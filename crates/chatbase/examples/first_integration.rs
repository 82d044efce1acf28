// Copyright (c) 2025 Geoffrey Huntley <ghuntley@ghuntley.com>. All rights reserved.
// SPDX-License-Identifier: Proprietary

//! Example: register a user message and the bot's reply.
//!
//! Run with:
//!   CHATBASE_API_KEY=... cargo run --example first_integration -p chatbase

use chatbase::Chatbase;
use tracing_subscriber::EnvFilter;

#[tokio::main]
async fn main() -> Result<(), Box<dyn std::error::Error>> {
	tracing_subscriber::fmt()
		.with_env_filter(EnvFilter::from_default_env())
		.init();

	let api_key =
		std::env::var("CHATBASE_API_KEY").expect("CHATBASE_API_KEY environment variable required");

	let cb = Chatbase::new(api_key, "Telegram")?;

	// What the user said
	let user_msg = cb
		.prepare_message("123456")
		.intent("greeting")
		.message("Hello bot!")
		.version("1.0")
		.build();
	let id = cb.register_message(user_msg).await?.resolve().await?;
	println!("User message registered: {:?}", id);

	// What the bot answered
	let bot_msg = cb
		.prepare_message("123456")
		.agent()
		.message("Hi! How can I help?")
		.version("1.0")
		.build();
	let id = cb.register_message(bot_msg).await?.resolve().await?;
	println!("Bot message registered: {:?}", id);

	// A message the bot could not handle
	let unhandled = cb
		.prepare_message("123456")
		.intent("unknown")
		.message("What's the airspeed of an unladen swallow?")
		.not_handled(true)
		.build();
	cb.register_message(unhandled).await?.resolve().await?;

	cb.close().await?;
	Ok(())
}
* * *
■ **TRY IT**
Every line from the one containing "the airspeed of" through the last line of the entries should be output exactly; nothing else belongs in the reply.

■ **EXERCISE RESPONSE**
		.message("What's the airspeed of an unladen swallow?")
		.not_handled(true)
		.build();
	cb.register_message(unhandled).await?.resolve().await?;

	cb.close().await?;
	Ok(())
}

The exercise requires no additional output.